use tracing::debug;

use crate::{buffer::VoxelBuffer, types::Label};

/// Scans every voxel once and returns the smallest and largest label.
///
/// Returns `None` for an empty buffer. The scan starts from voxel `(0, 0, 0)`
/// and visits the rest in index order.
pub fn scan_range(buffer: &VoxelBuffer) -> Option<(Label, Label)> {
    let (first, rest) = buffer.as_slice().split_first()?;

    let (min, max) = rest
        .iter()
        .fold((*first, *first), |(min, max), &v| (min.min(v), max.max(v)));

    debug!(min, max, voxels = buffer.len(), "range scan complete");
    Some((min, max))
}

——————

* _What you need to do_:
Transcribe the data exactly.

* _Your solution_:
use tracing::debug;

use crate::{buffer::VoxelBuffer, types::Label};

/// Scans every voxel once and returns the smallest and largest label.
///
/// Returns `None` for an empty buffer. The scan starts from voxel `(0, 0, 0)`
/// and visits the rest in index order.
pub fn scan_range(buffer: &VoxelBuffer) -> Option<(Label, Label)> {
    let (first, rest) = buffer.as_slice().split_first()?;

    let (min, max) = rest
        .iter()
        .fold((*first, *first), |(min, max), &v| (min.min(v), max.max(v)));

    debug!(min, max, voxels = buffer.len(), "range scan complete");
    Some((min, max))
}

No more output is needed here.